Le 5 février, quelque 150 personnes ont assisté en avant-première, dans les locaux bruxellois du Parlement européen, à la projection de Not In My Country, un documentaire consacré au dilemme serbe en matière de lithium et signé SIM2, l’Institut pour les Métaux et Minéraux durables de la KULeuven. À l’extérieur, des manifestants stigmatisaient, sans même l’avoir visionné, ce qu’ils affirment constituer un “promodocu” en faveur de l’exploitation par le groupe australien Rio Tinto d’un fabuleux gisement de lithium situé sous la rivière Jadar. Manifestement surpris par la vigueur de cette opposition qui met en cause l’intégrité des réalisateurs, l’Institut a aussitôt mis en ligne un long plaidoyer duquel il ressort que Rio Tinto n’a “ni commandité ce film, ni payé pour celui-ci”. Tout a, en effet, été entièrement financé par la KULeuven. Mais que diable est-elle allée faire dans cette galère ?
Découvert un peu par hasard en 2004, le gisement de Jadar a immédiatement suscité l’intérêt du groupe australien Rio Tinto, et la polémique. À l’époque du tout électrique, le lithium constitue indubitablement un matériau d’avenir, mais il faut l’extraire, et au projet de “mine propre” avancé par le groupe, les agriculteurs locaux ont rapidement opposé l’expropriation et la pollution de leurs terres. Avec le temps, le ton est monté. Pétitions et manifestations se sont multipliées.
Face à ce qu’il estime être “un complot occidental”, le gouvernement réprime et emprisonne, mais il doit finalement s’incliner. En 2022, la Première ministre Ana Brnabić annonce l’annulation de tous les permis et actes administratifs relatifs au projet de mine. Rio Tinto n’en poursuit pas moins ses achats de terre et saisit la plus haute juridiction du pays qui, deux ans plus tard, déclare les suspensions de permis ordonnées en 2022 non conformes, tant à la Constitution qu’à la loi. Le manège se remet à tourner.
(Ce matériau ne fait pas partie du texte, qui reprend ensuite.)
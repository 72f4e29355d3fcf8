//! Per-job baseline usage.
//!
//! A job's baseline is learned from earlier iterations: `persistent` memory
//! outlives a single operation (variables, caches), `temporary` memory is the
//! peak scratch usage of individual operations. The estimator falls back to
//! the baseline after an operation hits exhaustion.

use super::{ResourceMap, ResourceTag};
use crate::error::DevmuxResult;
use serde::{Deserialize, Serialize};
use std::collections::HashMap;
use std::fmt;
use std::sync::RwLock;

/// Identifies the job (session) an operation belongs to
#[derive(Debug, Clone, Copy, PartialEq, Eq, Hash, PartialOrd, Ord, Serialize, Deserialize)]
pub struct JobId(pub u64);

impl fmt::Display for JobId {
    fn fmt(&self, f: &mut fmt::Formatter<'_>) -> fmt::Result {
        write!(f, "job{}", self.0)
    }
}

/// Baseline usage for one job
#[derive(Debug, Clone, Default, PartialEq, Eq)]
pub struct JobUsage {
    pub persistent: ResourceMap,
    pub temporary: ResourceMap,
}

/// Shared handle over all known job baselines
#[derive(Debug, Default)]
pub struct ResourceTracker {
    jobs: RwLock<HashMap<JobId, JobUsage>>,
}

impl ResourceTracker {
    pub fn new() -> Self {
        Self::default()
    }

    pub fn set_baseline(&self, job: JobId, usage: JobUsage) -> DevmuxResult<()> {
        self.jobs.write()?.insert(job, usage);
        Ok(())
    }

    pub fn baseline(&self, job: JobId) -> DevmuxResult<Option<JobUsage>> {
        Ok(self.jobs.read()?.get(&job).cloned())
    }

    /// Raise the job's temporary peak for `tag` if `amount` exceeds it
    pub fn observe_temporary(&self, job: JobId, tag: ResourceTag, amount: u64) -> DevmuxResult<()> {
        let mut jobs = self.jobs.write()?;
        let usage = jobs.entry(job).or_default();
        if amount > usage.temporary.get(&tag) {
            usage.temporary.set(tag, amount);
        }
        Ok(())
    }

    pub fn add_persistent(&self, job: JobId, tag: ResourceTag, amount: u64) -> DevmuxResult<()> {
        self.jobs
            .write()?
            .entry(job)
            .or_default()
            .persistent
            .add(tag, amount);
        Ok(())
    }

    /// Drop a finished job's baseline
    pub fn forget(&self, job: JobId) -> DevmuxResult<bool> {
        Ok(self.jobs.write()?.remove(&job).is_some())
    }

    pub fn len(&self) -> DevmuxResult<usize> {
        Ok(self.jobs.read()?.len())
    }
}

#[cfg(test)]
mod tests {
    use super::*;
    use crate::device::DeviceSpec;

    fn gpu0() -> ResourceTag {
        ResourceTag::memory(DeviceSpec::gpu(0))
    }

    #[test]
    fn test_set_and_get_baseline() {
        let tracker = ResourceTracker::new();
        assert!(tracker.baseline(JobId(1)).unwrap().is_none());

        let usage = JobUsage {
            persistent: ResourceMap::single(gpu0(), 10),
            temporary: ResourceMap::single(gpu0(), 1000),
        };
        tracker.set_baseline(JobId(1), usage.clone()).unwrap();
        assert_eq!(tracker.baseline(JobId(1)).unwrap(), Some(usage));
    }

    #[test]
    fn test_observe_temporary_keeps_peak() {
        let tracker = ResourceTracker::new();
        tracker.observe_temporary(JobId(7), gpu0(), 300).unwrap();
        tracker.observe_temporary(JobId(7), gpu0(), 100).unwrap();
        tracker.observe_temporary(JobId(7), gpu0(), 500).unwrap();
        let usage = tracker.baseline(JobId(7)).unwrap().unwrap();
        assert_eq!(usage.temporary.get(&gpu0()), 500);
    }

    #[test]
    fn test_persistent_accumulates_and_forget() {
        let tracker = ResourceTracker::new();
        tracker.add_persistent(JobId(2), gpu0(), 64).unwrap();
        tracker.add_persistent(JobId(2), gpu0(), 64).unwrap();
        assert_eq!(
            tracker.baseline(JobId(2)).unwrap().unwrap().persistent.get(&gpu0()),
            128
        );
        assert!(tracker.forget(JobId(2)).unwrap());
        assert!(!tracker.forget(JobId(2)).unwrap());
        assert_eq!(tracker.len().unwrap(), 0);
    }
}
Le film n’est pas encore officiellement sorti que “dans les deux camps, des menaces de mort ont déjà été proférées”.
“Partenariat stratégique” et amalgames
La Serbie signe avec la Commission européenne un protocole d’accord lançant “un partenariat stratégique sur les matières premières durables, les chaînes de valeur des batteries et les véhicules électriques”. Le prix à payer pour devenir le 28e membre de l’Union européenne ? Peut-être.
Dans pareil contexte, confier la présentation du film à Peter Tom Jones, un scientifique au parcours impressionnant, mais également directeur du SIM2, n’était sans doute pas l’option la plus judicieuse. SIM2 collabore en effet dans le monde entier avec des entreprises actives dans le lithium, y compris Rio Tinto. D’où le risque d’amalgame que n’ont pas manqué de faire les contempteurs du projet, jetant sur ce documentaire une suspicion de partialité qui, même totalement infondée, restera difficile à récuser. Plus qu’il n’en faut pour rouvrir des plaies anciennes.
Le film n’est pas encore officiellement sorti, observe le quotidien De Morgen, qui consacre un long article à ce qui pour l’instant n’est qu’un fait divers, que “dans les deux camps, des menaces de mort ont déjà été proférées”. Voilà qui promet…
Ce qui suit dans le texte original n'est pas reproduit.